But I promise, I’m pretty normal.  I don’t obsess over anything nearly as often as I say I do.  The reality is that I tend to exaggerate.  I get it from my mom.  We both do it.  It’s ridiculous.

At the risk of sounding like I’m exaggerating yet again, I’m about to tell you the absolute BEST way to cook a plantain.  Using this method, you will get the most deliciously sweet, tender, amazing, fantastic, every-other-adjective-that-describes-simply-delicious plantain in the world.

Best of all.  It’s super easy.  All you need are plantains and canola oil.

So here’s how to make Plantains Beyond Perfection.

First you need to start with super, super ripe plantains.  Yes, they’ll look like they’re about to go bad.

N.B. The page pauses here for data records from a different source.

//! Persistence boundary for the catalog and ticket lifecycle.
//!
//! Every method that enforces a uniqueness rule does so atomically inside the
//! backend: callers never check a seat (or a room slot) before writing it.

pub mod keys;
pub mod locks;
pub mod memory;
pub mod rocksdb_store;

pub use memory::MemoryStore;
pub use rocksdb_store::RocksDBStore;

use crate::config::{StorageBackend, StorageConfig};
use crate::domain::{Movie, NewMovie, NewShowing, NewTicket, Seat, Showing, Ticket};
use crate::Result;
use async_trait::async_trait;
use std::sync::Arc;
use std::time::Duration;

/// Result of the conditional Reserved -> Paid update.
#[derive(Debug, Clone, PartialEq)]
pub struct PaymentOutcome {
    pub ticket: Ticket,
    /// `false` when the ticket was already paid and nothing was written.
    pub transitioned: bool,
}

#[async_trait]
pub trait CatalogStore: Send + Sync {
    async fn insert_movie(&self, movie: NewMovie) -> Result<Movie>;

    async fn get_movie(&self, id: u64) -> Result<Option<Movie>>;

    async fn list_movies(&self) -> Result<Vec<Movie>>;

    /// Fails with `ShowingConflict` when the room already has a showing at that start time.
    async fn insert_showing(&self, showing: NewShowing) -> Result<Showing>;

    async fn get_showing(&self, id: u64) -> Result<Option<Showing>>;

    async fn list_showings(&self) -> Result<Vec<Showing>>;
}

#[async_trait]
pub trait TicketStore: Send + Sync {
    /// Insert-if-absent on (showing, row, column). Fails with `SeatConflict` on collision.
    async fn insert_ticket(&self, ticket: NewTicket) -> Result<Ticket>;

    async fn get_ticket(&self, id: u64) -> Result<Option<Ticket>>;

    /// Atomic "set Paid where Reserved, no-op if already Paid". `None` for unknown tickets.
    async fn mark_paid(&self, id: u64) -> Result<Option<PaymentOutcome>>;

    /// Move a reserved ticket to another seat of the same showing, releasing the old one.
    /// Fails with `Validation` if the ticket is paid and `SeatConflict` if the seat is taken.
    async fn move_seat(&self, id: u64, seat: Seat) -> Result<Option<Ticket>>;

    async fn update_email(&self, id: u64, email: String) -> Result<Option<Ticket>>;

    async fn tickets_for_showing(&self, showing_id: u64) -> Result<Vec<Ticket>>;

    /// Every ticket, newest first.
    async fn list_tickets(&self) -> Result<Vec<Ticket>>;
}

pub trait Storage: CatalogStore + TicketStore {
    fn backend(&self) -> &'static str;

    fn flush(&self) -> Result<()>;
}

pub fn open(config: &StorageConfig) -> Result<Arc<dyn Storage>> {
    let store: Arc<dyn Storage> = match config.backend {
        StorageBackend::Memory => Arc::new(MemoryStore::new()),
        StorageBackend::Rocksdb => {
            std::fs::create_dir_all(&config.path)?;
            Arc::new(RocksDBStore::open(
                &config.path,
                Duration::from_millis(config.lock_timeout_ms),
            )?)
        }
    };
    tracing::info!(backend = store.backend(), "Storage opened");
    Ok(store)
}

pub(crate) fn paid_seat_locked(ticket: &Ticket) -> crate::BookingError {
    crate::BookingError::validation(
        "seat",
        format!("ticket {} is paid; its seat can no longer be changed", ticket.id),
    )
}
use crate::{BookingError, Result};
use serde::{Deserialize, Serialize};

const MAX_TITLE_LEN: usize = 200;

/// Standard age classification for screenings.
#[derive(Debug, Clone, Copy, Serialize, Deserialize, PartialEq, Eq, Hash)]
pub enum AgeRating {
    #[serde(rename = "TP")]
    AllAudiences,
    #[serde(rename = "+7")]
    Over7,
    #[serde(rename = "+12")]
    Over12,
    #[serde(rename = "+16")]
    Over16,
    #[serde(rename = "+18")]
    Over18,
}

impl AgeRating {
    pub fn description(&self) -> &'static str {
        match self {
            Self::AllAudiences => "All audiences",
            Self::Over7 => "Ages 7 and over",
            Self::Over12 => "Ages 12 and over",
            Self::Over16 => "Ages 16 and over",
            Self::Over18 => "Ages 18 and over",
        }
    }
}

#[derive(Debug, Clone, Serialize, Deserialize, PartialEq)]
pub struct Movie {
    pub id: u64,
    pub title: String,
    pub synopsis: String,
    pub runtime_min: u16,
    pub rating: Option<AgeRating>,
    pub poster_url: Option<String>,
}

/// Movie as returned to clients, with the readable rating next to its code.
#[derive(Debug, Clone, Serialize)]
pub struct MovieDetails {
    #[serde(flatten)]
    pub movie: Movie,
    pub rating_display: Option<&'static str>,
}

impl From<Movie> for MovieDetails {
    fn from(movie: Movie) -> Self {
        let rating_display = movie.rating.map(|rating| rating.description());
        Self {
            movie,
            rating_display,
        }
    }
}

#[derive(Debug, Clone, Serialize, Deserialize)]
pub struct NewMovie {
    pub title: String,
    #[serde(default)]
    pub synopsis: String,
    pub runtime_min: u16,
    #[serde(default)]
    pub rating: Option<AgeRating>,
    #[serde(default)]
    pub poster_url: Option<String>,
}

impl NewMovie {
    /// Trim and check the fields, producing the values that get stored.
    pub fn validate(mut self) -> Result<Self> {
        self.title = self.title.trim().to_string();
        if self.title.is_empty() {
            return Err(BookingError::validation("title", "must not be empty"));
        }
        if self.title.chars().count() > MAX_TITLE_LEN {
            return Err(BookingError::validation(
                "title",
                format!("must be at most {} characters", MAX_TITLE_LEN),
            ));
        }
        if self.runtime_min < 1 {
            return Err(BookingError::validation("runtime_min", "must be at least 1 minute"));
        }

        self.poster_url = match self.poster_url.take().map(|url| url.trim().to_string()) {
            Some(url) if url.is_empty() => None,
            Some(url) if url.starts_with("http://") || url.starts_with("https://") => Some(url),
            Some(url) => {
                return Err(BookingError::validation(
                    "poster_url",
                    format!("{} is not an http(s) URL", url),
                ))
            }
            None => None,
        };

        Ok(self)
    }

    pub fn into_movie(self, id: u64) -> Movie {
        Movie {
            id,
            title: self.title,
            synopsis: self.synopsis,
            runtime_min: self.runtime_min,
            rating: self.rating,
            poster_url: self.poster_url,
        }
    }
}
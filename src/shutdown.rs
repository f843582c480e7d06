use crate::store::Storage;
use crate::{BookingError, Result};
use std::sync::Arc;
use tokio::sync::Mutex;
use tokio::time::Duration;
use tracing::{error, info};

/// Graceful shutdown coordinator
#[derive(Clone)]
pub struct ShutdownCoordinator {
    components: Arc<Mutex<Vec<Box<dyn ShutdownComponent + Send + Sync>>>>,
    shutdown_timeout: Duration,
}

/// Trait for components that need graceful shutdown
#[async_trait::async_trait]
pub trait ShutdownComponent {
    async fn shutdown(&self) -> Result<()>;
    fn name(&self) -> &str;
}

impl ShutdownCoordinator {
    pub fn new(shutdown_timeout: Duration) -> Self {
        Self {
            components: Arc::new(Mutex::new(Vec::new())),
            shutdown_timeout,
        }
    }

    /// Register a component for graceful shutdown
    pub async fn register_component(&self, component: Box<dyn ShutdownComponent + Send + Sync>) {
        let mut components = self.components.lock().await;
        info!("Registering component '{}' for graceful shutdown", component.name());
        components.push(component);
    }

    /// Shut down every registered component, in registration order, within the timeout.
    pub async fn shutdown(&self) -> Result<()> {
        info!("Initiating graceful shutdown...");

        let components = self.components.lock().await;
        let shutdown_all = async {
            let mut failures = 0;
            for component in components.iter() {
                info!("Shutting down component '{}'", component.name());
                match component.shutdown().await {
                    Ok(()) => info!("Component '{}' shutdown successfully", component.name()),
                    Err(e) => {
                        error!("Component '{}' shutdown failed: {}", component.name(), e);
                        failures += 1;
                    }
                }
            }
            failures
        };

        match tokio::time::timeout(self.shutdown_timeout, shutdown_all).await {
            Ok(0) => {
                info!("All components shutdown successfully");
                Ok(())
            }
            Ok(failures) => Err(BookingError::Shutdown(format!(
                "{} component(s) failed to shut down",
                failures
            ))),
            Err(_) => {
                error!("Shutdown timeout exceeded, forcing exit");
                Err(BookingError::Shutdown(format!(
                    "timeout of {:?} exceeded",
                    self.shutdown_timeout
                )))
            }
        }
    }
}

/// Flushes the storage backend on shutdown.
pub struct StorageShutdown {
    store: Arc<dyn Storage>,
}

impl StorageShutdown {
    pub fn new(store: Arc<dyn Storage>) -> Self {
        Self { store }
    }
}

#[async_trait::async_trait]
impl ShutdownComponent for StorageShutdown {
    async fn shutdown(&self) -> Result<()> {
        info!("Flushing {} storage...", self.store.backend());
        self.store.flush()?;
        info!("Storage flushed successfully");
        Ok(())
    }

    fn name(&self) -> &str {
        "storage"
    }
}

/// Resolves on SIGINT or SIGTERM.
pub async fn shutdown_signal() {
    let ctrl_c = async {
        if let Err(e) = tokio::signal::ctrl_c().await {
            error!("Failed to listen for Ctrl+C: {}", e);
            std::future::pending::<()>().await;
        }
    };

    #[cfg(unix)]
    let terminate = async {
        use tokio::signal::unix::{signal, SignalKind};
        match signal(SignalKind::terminate()) {
            Ok(mut sigterm) => {
                sigterm.recv().await;
            }
            Err(e) => {
                error!("Failed to setup SIGTERM handler: {}", e);
                std::future::pending::<()>().await;
            }
        }
    };

    #[cfg(not(unix))]
    let terminate = std::future::pending::<()>();

    tokio::select! {
        _ = ctrl_c => info!("Received SIGINT (Ctrl+C), initiating graceful shutdown"),
        _ = terminate => info!("Received SIGTERM, initiating graceful shutdown"),
    }
}
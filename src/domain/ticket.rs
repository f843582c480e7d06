use crate::{BookingError, Result};
use chrono::{DateTime, Utc};
use serde::{Deserialize, Serialize};
use std::fmt;

use super::showing::Showing;

/// A (row label, column number) coordinate inside a showing's grid.
#[derive(Debug, Clone, Copy, Serialize, Deserialize, PartialEq, Eq, Hash, PartialOrd, Ord)]
pub struct Seat {
    pub row: char,
    pub column: u16,
}

impl Seat {
    pub fn new(row: char, column: u16) -> Self {
        Self { row, column }
    }

    /// Parse raw user input against a showing's grid. Row labels are case-insensitive.
    pub fn parse(showing: &Showing, row: &str, column: i64) -> Result<Self> {
        let row = parse_row_label(row)?;
        let index = (row as u8 - b'A') as u16;
        if index >= showing.rows {
            return Err(BookingError::validation(
                "row",
                format!(
                    "row {} does not exist for this showing (last row: {})",
                    row,
                    showing.last_row_label()
                ),
            ));
        }

        if column < 1 || column > i64::from(showing.columns) {
            return Err(BookingError::validation(
                "column",
                format!("seat must be between 1 and {} for this showing", showing.columns),
            ));
        }

        Ok(Self::new(row, column as u16))
    }

    /// Zero-based row index; `A` is 0.
    pub fn row_index(&self) -> usize {
        (self.row as u8 - b'A') as usize
    }

    pub fn label(&self) -> String {
        format!("{}{}", self.row, self.column)
    }
}

impl fmt::Display for Seat {
    fn fmt(&self, f: &mut fmt::Formatter<'_>) -> fmt::Result {
        write!(f, "{}{}", self.row, self.column)
    }
}

fn parse_row_label(raw: &str) -> Result<char> {
    let mut chars = raw.trim().chars();
    match (chars.next(), chars.next()) {
        (Some(c), None) if c.is_ascii_alphabetic() => Ok(c.to_ascii_uppercase()),
        _ => Err(BookingError::validation("row", "must be a single letter A-Z")),
    }
}

#[derive(Debug, Clone, Copy, Serialize, Deserialize, PartialEq, Eq, Hash)]
#[serde(rename_all = "lowercase")]
pub enum TicketStatus {
    Reserved,
    Paid,
}

#[derive(Debug, Clone, Serialize, Deserialize, PartialEq)]
pub struct Ticket {
    pub id: u64,
    pub showing_id: u64,
    #[serde(flatten)]
    pub seat: Seat,
    pub email: String,
    pub status: TicketStatus,
    pub created_at: DateTime<Utc>,
}

impl Ticket {
    pub fn is_paid(&self) -> bool {
        self.status == TicketStatus::Paid
    }

    /// Reserved -> Paid. Returns `false` when the ticket was already paid.
    pub fn mark_paid(&mut self) -> bool {
        match self.status {
            TicketStatus::Paid => false,
            TicketStatus::Reserved => {
                self.status = TicketStatus::Paid;
                true
            }
        }
    }

    pub fn seat_label(&self) -> String {
        self.seat.label()
    }
}

/// Ticket as returned to clients, with its printable seat label.
#[derive(Debug, Clone, Serialize)]
pub struct TicketDetails {
    #[serde(flatten)]
    pub ticket: Ticket,
    pub seat_label: String,
}

impl From<Ticket> for TicketDetails {
    fn from(ticket: Ticket) -> Self {
        let seat_label = ticket.seat_label();
        Self { ticket, seat_label }
    }
}

/// A validated reservation ready to be written; storage assigns the id.
#[derive(Debug, Clone)]
pub struct NewTicket {
    pub showing_id: u64,
    pub seat: Seat,
    pub email: String,
}

impl NewTicket {
    pub fn into_ticket(self, id: u64) -> Ticket {
        Ticket {
            id,
            showing_id: self.showing_id,
            seat: self.seat,
            email: self.email,
            status: TicketStatus::Reserved,
            created_at: Utc::now(),
        }
    }
}

/// Requested changes to an existing ticket. Absent fields are left untouched.
/// Unknown fields are rejected rather than ignored.
#[derive(Debug, Clone, Default, Serialize, Deserialize)]
#[serde(deny_unknown_fields)]
pub struct TicketChanges {
    /// Accepted only when it names the ticket's current showing.
    #[serde(default)]
    pub showing_id: Option<u64>,
    #[serde(default)]
    pub row: Option<String>,
    #[serde(default)]
    pub column: Option<i64>,
    #[serde(default)]
    pub email: Option<String>,
}

impl TicketChanges {
    pub fn touches_seat(&self) -> bool {
        self.row.is_some() || self.column.is_some()
    }
}

/// Accepts `local@domain.tld` without whitespace; returns the trimmed address.
pub fn validate_email(raw: &str) -> Result<String> {
    let email = raw.trim();
    if email.is_empty() {
        return Err(BookingError::validation("email", "is required"));
    }

    let valid = match email.split_once('@') {
        Some((local, domain)) => {
            !local.is_empty()
                && !domain.contains('@')
                && domain.contains('.')
                && !domain.starts_with('.')
                && !domain.ends_with('.')
                && !email.chars().any(char::is_whitespace)
        }
        None => false,
    };

    if valid {
        Ok(email.to_string())
    } else {
        Err(BookingError::validation(
            "email",
            format!("{} is not a valid email address", email),
        ))
    }
}

#[cfg(test)]
mod tests {
    use super::*;
    use chrono::TimeZone;

    fn showing(rows: u16, columns: u16) -> Showing {
        Showing {
            id: 1,
            movie_id: 1,
            starts_at: Utc.with_ymd_and_hms(2026, 11, 2, 20, 0, 0).unwrap(),
            room: "Room 1".to_string(),
            rows,
            columns,
        }
    }

    #[test]
    fn row_is_uppercased() {
        let seat = Seat::parse(&showing(3, 4), "b", 4).unwrap();
        assert_eq!(seat, Seat::new('B', 4));
        assert_eq!(seat.label(), "B4");
    }

    #[test]
    fn column_bounds() {
        let showing = showing(3, 4);
        assert!(Seat::parse(&showing, "A", 0).is_err());
        assert!(Seat::parse(&showing, "A", 5).is_err());
        assert!(Seat::parse(&showing, "A", -1).is_err());
        assert!(Seat::parse(&showing, "A", 1).is_ok());
        assert!(Seat::parse(&showing, "A", 4).is_ok());
    }

    #[test]
    fn row_bounds_and_shape() {
        let showing = showing(3, 4);
        assert!(Seat::parse(&showing, "C", 1).is_ok());
        assert!(matches!(
            Seat::parse(&showing, "D", 1),
            Err(BookingError::Validation { field: "row", .. })
        ));
        assert!(Seat::parse(&showing, "", 1).is_err());
        assert!(Seat::parse(&showing, "AB", 1).is_err());
        assert!(Seat::parse(&showing, "1", 1).is_err());
        assert!(Seat::parse(&showing, "Ñ", 1).is_err());
    }

    #[test]
    fn mark_paid_only_transitions_once() {
        let mut ticket = NewTicket {
            showing_id: 1,
            seat: Seat::new('A', 1),
            email: "x@y.com".to_string(),
        }
        .into_ticket(7);

        assert_eq!(ticket.status, TicketStatus::Reserved);
        assert!(ticket.mark_paid());
        assert!(!ticket.mark_paid());
        assert!(ticket.is_paid());
    }

    #[test]
    fn ticket_json_flattens_seat() {
        let ticket = NewTicket {
            showing_id: 3,
            seat: Seat::new('C', 2),
            email: "p@p.com".to_string(),
        }
        .into_ticket(9);

        let value = serde_json::to_value(&ticket).unwrap();
        assert_eq!(value["row"], "C");
        assert_eq!(value["column"], 2);
        assert_eq!(value["status"], "reserved");

        let details = serde_json::to_value(TicketDetails::from(ticket)).unwrap();
        assert_eq!(details["seat_label"], "C2");
        assert_eq!(details["row"], "C");
        assert_eq!(details["id"], 9);
    }

    #[test]
    fn changes_reject_unknown_fields() {
        let parsed: std::result::Result<TicketChanges, _> =
            serde_json::from_str(r#"{"sesion": 4}"#);
        assert!(parsed.is_err());

        let changes: TicketChanges = serde_json::from_str(r#"{"showing_id": 4}"#).unwrap();
        assert_eq!(changes.showing_id, Some(4));
        assert!(!changes.touches_seat());
    }

    #[test]
    fn email_shapes() {
        assert_eq!(validate_email(" x@y.com ").unwrap(), "x@y.com");
        assert!(validate_email("").is_err());
        assert!(validate_email("nobody").is_err());
        assert!(validate_email("a@b").is_err());
        assert!(validate_email("a b@c.com").is_err());
        assert!(validate_email("@c.com").is_err());
    }
}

But really that’s when they taste best.  While the skin is still on, roll the plantains using the heel of your hand to soften out any tough areas.

In the meantime, put some oil in a pan on medium/low heat.  A few tablespoons will do.  Basically you want enough to just barely coat the bottom of the pan.

Arrange the plantains in the pan, they can be touching or not.

Grab a fork and poke the plantains with a fork so you get little holes all around it.  Don’t be shy, poke away.  You do it virtually on facebook, now you get to do it for real.  Once you’ve poked the plantains all over, turn the heat down to low.  I mean really low, as low as your stove can go (Ludacris style?).  Shake the pan so they don’t stick, then cover them.

After about 5 minutes, give them another shake.  They’ll start to sort of inflate from the steam.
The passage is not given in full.